The combination of a temari ball and the roof is unique for Buson.
- quote
Spring showers/in/get wet while/roof/'s/silk cloth ball/(exclamation)
(Quotes are from the 俳句大歳時記 (Haiku Dai Saijiki published by Kadokawa Shoten 1973))
The season word (kigo) is "spring showers" (harusame). It is the rain that falls for two months, now considered to be from late February through March. It is a calm quiet steady rain that traditionally in literature has a warm tenderness that is indicative of late spring. This shouldn't be confused with another seasonal word of "spring rain" (haru no ame), which is a nondescript image which can be any kind of rain that falls in spring and which doesn't have any kind of emotional significance attached to it.
The 黒冊子 (Kurosoji (くろぞうし)) is quoted as giving a calendar time frame for each, with "spring showers" (haru same) as falling in the third month while "spring rain" (haru no ame) falls from the New Year to the early part of the second month.
"Temari" (hand ball) is a traditional child's toy for girls that was homemade but by the Edo Period they were being sold in a stores. The core was either cotton, dried potato stems, a ball of harden devil tongue jelly (konyaku) or wood shavings with either clams shells or sand etc... put in. String was then wrapt around the core and finally silk threads of five colors were also wound around to produce a beautiful ball. Since the Meiji era the core has been made from imported rubber.

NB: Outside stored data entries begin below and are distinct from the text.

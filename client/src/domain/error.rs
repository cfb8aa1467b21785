//! Domain-level error types.
//!
//! These errors are transport agnostic. The HTTP adapter reports its own port
//! errors, and services translate them into [`DomainError`] before anything is
//! surfaced to a caller or stored in session state.

use serde::{Deserialize, Serialize};

/// Stable machine-readable error code describing the failure category.
#[derive(Debug, Clone, Copy, PartialEq, Eq, Hash, Serialize, Deserialize)]
#[non_exhaustive]
#[serde(rename_all = "snake_case")]
pub enum ErrorCode {
    /// The request is malformed or fails validation.
    InvalidRequest,
    /// Authentication failed or is missing.
    Unauthorized,
    /// Authenticated but not permitted to perform this action.
    Forbidden,
    /// The requested resource does not exist.
    NotFound,
    /// The request conflicts with existing server state.
    Conflict,
    /// The portal backend could not be reached or is overloaded.
    ServiceUnavailable,
    /// An unexpected error occurred inside the client.
    InternalError,
}

/// Domain error payload.
///
/// ## Invariants
/// - `message` must be non-empty once trimmed of whitespace.
///
/// # Examples
/// ```
/// use portal_client::domain::{Error, ErrorCode};
///
/// let err = Error::new(ErrorCode::NotFound, "missing");
/// assert_eq!(err.code(), ErrorCode::NotFound);
/// ```
#[derive(Debug, Clone, PartialEq, Serialize, Deserialize)]
#[serde(rename_all = "camelCase")]
#[serde(deny_unknown_fields)]
#[serde(try_from = "DomainErrorDto", into = "DomainErrorDto")]
pub struct DomainError {
    code: ErrorCode,
    message: String,
}

/// Validation errors emitted by the constructors.
#[derive(Debug, Clone, PartialEq, Eq)]
pub enum ErrorValidationError {
    /// The message was blank.
    EmptyMessage,
}

impl std::fmt::Display for ErrorValidationError {
    fn fmt(&self, f: &mut std::fmt::Formatter<'_>) -> std::fmt::Result {
        match self {
            Self::EmptyMessage => write!(f, "error message must not be empty"),
        }
    }
}

impl std::error::Error for ErrorValidationError {}

impl DomainError {
    /// Create a new error, panicking if validation fails.
    ///
    /// # Panics
    ///
    /// Panics when `message` is blank. Use [`DomainError::try_new`] for
    /// messages that come from outside the crate.
    pub fn new(code: ErrorCode, message: impl Into<String>) -> Self {
        match Self::try_new(code, message) {
            Ok(value) => value,
            Err(err) => panic!("error messages must satisfy validation: {err}"),
        }
    }

    /// Fallible constructor that validates the message content.
    pub fn try_new(
        code: ErrorCode,
        message: impl Into<String>,
    ) -> Result<Self, ErrorValidationError> {
        let message = message.into();
        if message.trim().is_empty() {
            return Err(ErrorValidationError::EmptyMessage);
        }
        Ok(Self { code, message })
    }

    /// Build an error from an untrusted message, using `fallback` when the
    /// message is missing or blank.
    ///
    /// # Examples
    /// ```
    /// use portal_client::domain::{Error, ErrorCode};
    ///
    /// let err = Error::with_fallback(ErrorCode::Unauthorized, Some("  "), "Login failed");
    /// assert_eq!(err.message(), "Login failed");
    /// ```
    pub fn with_fallback(code: ErrorCode, message: Option<&str>, fallback: &str) -> Self {
        let chosen = message
            .map(str::trim)
            .filter(|candidate| !candidate.is_empty())
            .unwrap_or(fallback);
        Self::try_new(code, chosen).unwrap_or_else(|_| Self {
            code,
            message: "An error occurred".to_owned(),
        })
    }

    /// Stable machine-readable error code.
    pub fn code(&self) -> ErrorCode {
        self.code
    }

    /// Human-readable message suitable for display.
    pub fn message(&self) -> &str {
        self.message.as_str()
    }

    /// Convenience constructor for [`ErrorCode::InvalidRequest`].
    pub fn invalid_request(message: impl Into<String>) -> Self {
        Self::new(ErrorCode::InvalidRequest, message)
    }

    /// Convenience constructor for [`ErrorCode::Unauthorized`].
    pub fn unauthorized(message: impl Into<String>) -> Self {
        Self::new(ErrorCode::Unauthorized, message)
    }

    /// Convenience constructor for [`ErrorCode::ServiceUnavailable`].
    pub fn service_unavailable(message: impl Into<String>) -> Self {
        Self::new(ErrorCode::ServiceUnavailable, message)
    }
}

impl std::fmt::Display for DomainError {
    fn fmt(&self, f: &mut std::fmt::Formatter<'_>) -> std::fmt::Result {
        write!(f, "{}", self.message)
    }
}

impl std::error::Error for DomainError {}

#[derive(Debug, Clone, Serialize, Deserialize)]
#[serde(rename_all = "camelCase")]
struct DomainErrorDto {
    code: ErrorCode,
    message: String,
}

impl From<DomainError> for DomainErrorDto {
    fn from(value: DomainError) -> Self {
        Self {
            code: value.code,
            message: value.message,
        }
    }
}

impl TryFrom<DomainErrorDto> for DomainError {
    type Error = ErrorValidationError;

    fn try_from(value: DomainErrorDto) -> Result<Self, Self::Error> {
        DomainError::try_new(value.code, value.message)
    }
}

These hand balls were given as New Years presents to girls, who played games with them while chanting songs ("temari uta") that were specifically made for it. Girls counted the number of times they could bounce the ball, or passed it between themselves, while they sang lively and funny songs that varied from region to region. From the Edo period until the early Meiji period "temari" were usually bounced but throwing them around became the norm too after. (Now, they are just used as decorative items that are hung instead of handled or played with.)

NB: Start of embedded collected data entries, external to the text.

//! Session state: who is signed in, and what the holder is doing about it.

use serde::{Deserialize, Serialize};

use super::error::DomainError;
use super::user::{DoctorProfile, PatientId, PatientProfile};

/// Role of an authenticated portal user.
#[derive(Debug, Clone, Copy, PartialEq, Eq, Hash, Serialize, Deserialize)]
#[serde(rename_all = "snake_case")]
pub enum Role {
    /// Clinician account, signed in by email.
    Doctor,
    /// Patient account, signed in by phone.
    Patient,
}

/// Current identity held by a [`SessionHolder`](super::SessionHolder).
///
/// A session carries exactly one role or none, so "doctor and patient at
/// once" cannot be represented.
#[derive(Debug, Clone, Default, PartialEq, Serialize, Deserialize)]
#[serde(tag = "role", content = "user", rename_all = "snake_case")]
pub enum Session {
    /// Nobody is signed in.
    #[default]
    Anonymous,
    /// A doctor is signed in.
    Doctor(DoctorProfile),
    /// A patient is signed in.
    Patient(PatientProfile),
}

impl Session {
    /// Role of the signed-in user, if any.
    pub fn role(&self) -> Option<Role> {
        match self {
            Self::Anonymous => None,
            Self::Doctor(_) => Some(Role::Doctor),
            Self::Patient(_) => Some(Role::Patient),
        }
    }

    /// Whether anyone is signed in.
    pub fn is_authenticated(&self) -> bool {
        !matches!(self, Self::Anonymous)
    }

    /// Whether a doctor is signed in.
    pub fn is_doctor(&self) -> bool {
        matches!(self, Self::Doctor(_))
    }

    /// Whether a patient is signed in.
    pub fn is_patient(&self) -> bool {
        matches!(self, Self::Patient(_))
    }

    /// Patient identifier when a patient is signed in.
    pub fn patient_id(&self) -> Option<PatientId> {
        match self {
            Self::Patient(profile) => Some(profile.id),
            Self::Anonymous | Self::Doctor(_) => None,
        }
    }

    /// Display name of the signed-in user.
    pub fn display_name(&self) -> Option<&str> {
        match self {
            Self::Anonymous => None,
            Self::Doctor(profile) => Some(profile.name.as_str()),
            Self::Patient(profile) => Some(profile.name.as_str()),
        }
    }
}

/// Point-in-time copy of a holder's observable state.
#[derive(Debug, Clone, PartialEq, Serialize, Deserialize)]
#[serde(rename_all = "camelCase")]
pub struct SessionSnapshot {
    /// Signed-in identity.
    pub session: Session,
    /// True while an operation is in flight, and before the first
    /// `initialize` completes.
    pub loading: bool,
    /// Message of the last surfaced failure.
    pub error: Option<String>,
}

impl SessionSnapshot {
    pub(crate) fn starting() -> Self {
        Self {
            session: Session::Anonymous,
            loading: true,
            error: None,
        }
    }
}

/// Result of [`SessionHolder::logout`](super::SessionHolder::logout).
///
/// The local session is always cleared; this only reports whether the
/// backend acknowledged it.
#[derive(Debug, Clone, PartialEq)]
pub enum LogoutOutcome {
    /// The backend ended the session.
    Confirmed,
    /// The backend call failed; only the local session was cleared.
    LocalOnly {
        /// Failure reported by the backend or transport.
        error: DomainError,
    },
}

impl LogoutOutcome {
    /// Whether the backend acknowledged the logout.
    pub fn is_confirmed(&self) -> bool {
        matches!(self, Self::Confirmed)
    }
}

Everyone is, I'm sure, familiar with Masaoka Shiki's "shasei" (sketches from life) theories about haiku and what a major impact that has had on Japanese haiku in the 20th century, but it also needs to be noted that this has also had a big impact on how haiku poets prior to Shiki are now read by people these days. Especially for Buson, who Shiki used as an historical example as of how sketching could be done in haiku.
When it comes to writing about this haiku, most Japanese commentators will immediately try to explain it as Buson writing about something that he has just seen or experienced. That the girls who were singing and playing with a handball had to suddenly stop because of the rain and now the ball is on the roof getting wet, or that Buson is surprised to find that the ball that has been missing is on the roof getting wet in the rain.

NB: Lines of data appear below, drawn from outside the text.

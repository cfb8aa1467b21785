//! `portal` command-line client for the healthcare portal API.
#![cfg_attr(not(any(test, doctest)), deny(clippy::unwrap_used))]
#![cfg_attr(not(any(test, doctest)), deny(clippy::expect_used))]

use std::ffi::OsString;
use std::io::{self, Write};
use std::path::{Path, PathBuf};
use std::sync::Arc;

use clap::{Args, Parser, Subcommand};
use color_eyre::eyre::{Context, Result, eyre};
use mockable::DefaultClock;
use ortho_config::OrthoConfig;
use serde::Serialize;
use serde_json::{Value, json};
use tokio::runtime::Builder;
use tracing::warn;
use tracing_subscriber::{EnvFilter, fmt};

use portal_client::config::ClientSettings;
use portal_client::domain::{
    Conversation, DoctorCredentials, DoctorRegistration, DocumentResponder, FileUploadService,
    KeywordResponder,
    PDF_CONTENT_TYPE, PatientCredentials, PatientProfile, PatientRecordsService,
    PatientRegistration, RemoteResponder, Responder, SessionHolder, UploadCandidate, UploadQueue,
};
use portal_client::outbound::http::PortalHttpClient;

const OCTET_STREAM: &str = "application/octet-stream";

/// `portal` command arguments.
#[derive(Debug, Parser)]
#[command(
    name = "portal",
    about = "Sign in to the healthcare portal and work with patient records",
    version
)]
struct Cli {
    /// Backend API root. Overrides `PORTAL_BASE_URL`.
    #[arg(long = "base-url", value_name = "url", global = true)]
    base_url: Option<String>,
    #[command(subcommand)]
    command: Command,
}

#[derive(Debug, Subcommand)]
enum Command {
    /// Restore the session from the backend and print it.
    Profile,
    /// Sign in as a doctor.
    DoctorLogin(DoctorArgs),
    /// Sign in as a patient.
    PatientLogin(PatientArgs),
    /// Register a doctor account.
    RegisterDoctor {
        /// Display name.
        #[arg(long)]
        name: String,
        #[command(flatten)]
        account: DoctorArgs,
        /// Extra registration field as `key=value`; JSON values are parsed.
        #[arg(long = "field", value_name = "key=value", value_parser = parse_field)]
        fields: Vec<(String, Value)>,
    },
    /// Register a patient account.
    RegisterPatient {
        /// Display name.
        #[arg(long)]
        name: String,
        #[command(flatten)]
        account: PatientArgs,
        /// Extra registration field as `key=value`; JSON values are parsed.
        #[arg(long = "field", value_name = "key=value", value_parser = parse_field)]
        fields: Vec<(String, Value)>,
    },
    /// Print a patient's visits, tests, medications and files.
    Overview(PatientArgs),
    /// Upload PDF documents for a patient.
    Upload {
        #[command(flatten)]
        account: PatientArgs,
        /// Files to upload; only PDFs are accepted.
        #[arg(required = true, value_name = "file")]
        files: Vec<PathBuf>,
    },
    /// Ask the health assistant a question.
    Ask {
        /// Patient phone number; required unless `--offline`.
        #[arg(long)]
        phone: Option<String>,
        /// Patient password; required unless `--offline`.
        #[arg(long)]
        password: Option<String>,
        /// Answer locally from canned guidance.
        #[arg(long)]
        offline: bool,
        /// Ask about this document; repeat to select several. Offline only.
        #[arg(long = "document", value_name = "name", requires = "offline")]
        documents: Vec<String>,
        /// The question.
        question: String,
    },
}

#[derive(Debug, Args)]
struct DoctorArgs {
    /// Account email.
    #[arg(long)]
    email: String,
    /// Account password.
    #[arg(long)]
    password: String,
}

#[derive(Debug, Args)]
struct PatientArgs {
    /// Account phone number.
    #[arg(long)]
    phone: String,
    /// Account password.
    #[arg(long)]
    password: String,
}

type Holder = SessionHolder<PortalHttpClient>;

fn main() -> Result<()> {
    color_eyre::install()?;
    if let Err(e) = fmt()
        .with_env_filter(EnvFilter::from_default_env())
        .with_writer(io::stderr)
        .try_init()
    {
        warn!(error = %e, "tracing init failed");
    }

    let cli = Cli::parse();
    let runtime = Builder::new_current_thread()
        .enable_all()
        .build()
        .wrap_err("create Tokio runtime")?;
    runtime.block_on(run(cli))
}

async fn run(cli: Cli) -> Result<()> {
    let settings = load_settings(cli.base_url)?;
    let client = Arc::new(
        PortalHttpClient::with_options(settings.base_url()?, settings.http_options())
            .wrap_err("build portal HTTP client")?,
    );
    let holder = SessionHolder::new(Arc::clone(&client));

    match cli.command {
        Command::Profile => {
            holder.initialize().await;
            print_json(&holder.snapshot())
        }
        Command::DoctorLogin(account) => {
            let credentials = DoctorCredentials::try_from_parts(&account.email, &account.password)?;
            let profile = holder.doctor_login(&credentials).await?;
            print_json(&profile)
        }
        Command::PatientLogin(account) => {
            let profile = patient_login(&holder, &account).await?;
            print_json(&profile)
        }
        Command::RegisterDoctor {
            name,
            account,
            fields,
        } => {
            let registration = fields.into_iter().try_fold(
                DoctorRegistration::try_new(&name, &account.email, &account.password)?,
                |form, (key, value)| form.with_field(&key, value),
            )?;
            print_json(&holder.register_doctor(&registration).await?)
        }
        Command::RegisterPatient {
            name,
            account,
            fields,
        } => {
            let registration = fields.into_iter().try_fold(
                PatientRegistration::try_new(&name, &account.phone, &account.password)?,
                |form, (key, value)| form.with_field(&key, value),
            )?;
            print_json(&holder.register_patient(&registration).await?)
        }
        Command::Overview(account) => {
            patient_login(&holder, &account).await?;
            let records = PatientRecordsService::new(Arc::clone(&client));
            let overview = records.overview_for(&holder.session()).await;
            sign_out(&holder).await;
            print_json(&overview?)
        }
        Command::Upload { account, files } => {
            patient_login(&holder, &account).await?;
            let status = upload(Arc::clone(&client), &files).await;
            sign_out(&holder).await;
            print_json(&status?)
        }
        Command::Ask {
            phone,
            password,
            offline,
            documents,
            question,
        } => {
            if offline && !documents.is_empty() {
                return converse(document_responder(documents), &question).await;
            }
            if offline {
                return converse(KeywordResponder::default(), &question).await;
            }
            let (Some(phone), Some(password)) = (phone, password) else {
                return Err(eyre!("--phone and --password are required unless --offline is set"));
            };
            let profile = patient_login(&holder, &PatientArgs { phone, password }).await?;
            let responder = RemoteResponder::new(Arc::clone(&client), profile.id);
            let outcome = converse(responder, &question).await;
            sign_out(&holder).await;
            outcome
        }
    }
}

fn load_settings(base_url: Option<String>) -> Result<ClientSettings> {
    let mut settings = ClientSettings::load_from_iter([OsString::from("portal")])
        .map_err(|err| eyre!("failed to load client settings: {err}"))?;
    if let Some(base_url) = base_url {
        settings.base_url = base_url;
    }
    Ok(settings)
}

async fn patient_login(holder: &Holder, account: &PatientArgs) -> Result<PatientProfile> {
    let credentials = PatientCredentials::try_from_parts(&account.phone, &account.password)?;
    Ok(holder.patient_login(&credentials).await?)
}

async fn sign_out(holder: &Holder) {
    let outcome = holder.logout().await;
    if !outcome.is_confirmed() {
        warn!("backend did not confirm logout");
    }
}

async fn upload(client: Arc<PortalHttpClient>, paths: &[PathBuf]) -> Result<Value> {
    let mut candidates = Vec::with_capacity(paths.len());
    for path in paths {
        candidates.push(read_candidate(path).await?);
    }

    let mut queue = UploadQueue::new();
    let rejected = queue.add(candidates);
    for name in &rejected {
        warn!(file = %name, "skipping file that is not a PDF");
    }

    let service = FileUploadService::new(client, Arc::new(DefaultClock));
    let status = service.upload(&mut queue).await;
    Ok(json!({
        "result": status,
        "rejected": rejected,
        "uploaded": queue.uploaded(),
    }))
}

async fn read_candidate(path: &Path) -> Result<UploadCandidate> {
    let bytes = tokio::fs::read(path)
        .await
        .wrap_err_with(|| format!("read {}", path.display()))?;
    let file_name = path
        .file_name()
        .map_or_else(
            || path.display().to_string(),
            |name| name.to_string_lossy().into_owned(),
        );
    let is_pdf = path
        .extension()
        .is_some_and(|extension| extension.eq_ignore_ascii_case("pdf"));
    let content_type = if is_pdf { PDF_CONTENT_TYPE } else { OCTET_STREAM };
    Ok(UploadCandidate::new(file_name, content_type, bytes))
}

fn document_responder(documents: Vec<String>) -> DocumentResponder<KeywordResponder> {
    let mut responder = DocumentResponder::new(KeywordResponder::documents());
    for name in documents {
        responder.toggle(name);
    }
    responder
}

async fn converse<R: Responder>(responder: R, question: &str) -> Result<()> {
    let mut conversation = Conversation::new(responder, Arc::new(DefaultClock));
    if conversation.ask(question).await?.is_none() {
        return Err(eyre!("question must not be blank"));
    }
    print_json(&conversation.messages())
}

fn print_json<T: Serialize + ?Sized>(value: &T) -> Result<()> {
    let mut stdout = io::stdout().lock();
    serde_json::to_writer_pretty(&mut stdout, value).wrap_err("write JSON output")?;
    writeln!(stdout).wrap_err("write JSON output")?;
    Ok(())
}

fn parse_field(raw: &str) -> Result<(String, Value), String> {
    let (key, value) = raw
        .split_once('=')
        .ok_or_else(|| format!("expected key=value, got `{raw}`"))?;
    let key = key.trim();
    if key.is_empty() {
        return Err("field key must not be empty".to_owned());
    }
    let value = serde_json::from_str(value).unwrap_or_else(|_| Value::String(value.to_owned()));
    Ok((key.to_owned(), value))
}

Since we know that "spring showers" (haru same) is in the late second and third months and that "temari" (hand ball) is something from the New Year holiday, it is impossible to think of two in the terms as presented in the reading about the rain chasing the girls from playing. And since the second reading above is telling us that Buson is out in the rain looking for something that isn't that important, then we have to consider how plausible it is to believe this haiku as being something that is unfolding in front of Buson's eyes.
The question to ask is why is the ball in the roof? The season book (saijiki) I quoted above gives us as answer, it notes that there is a senryu from Edo in the An'ei calender period (November 1972 to March 1781):
毬も突き飽きれると屋根へ投げて見る
mari mo tsuki akireru to yane e nagete miru
When I get bored of bouncing the ball, I will try to throw it on the roof
which gives a pretty clear explanation on how the "temari" Buson is writing about got up there. Buson died in 1783, so it is to hard argue that he wasn't alive when this senryu got into print.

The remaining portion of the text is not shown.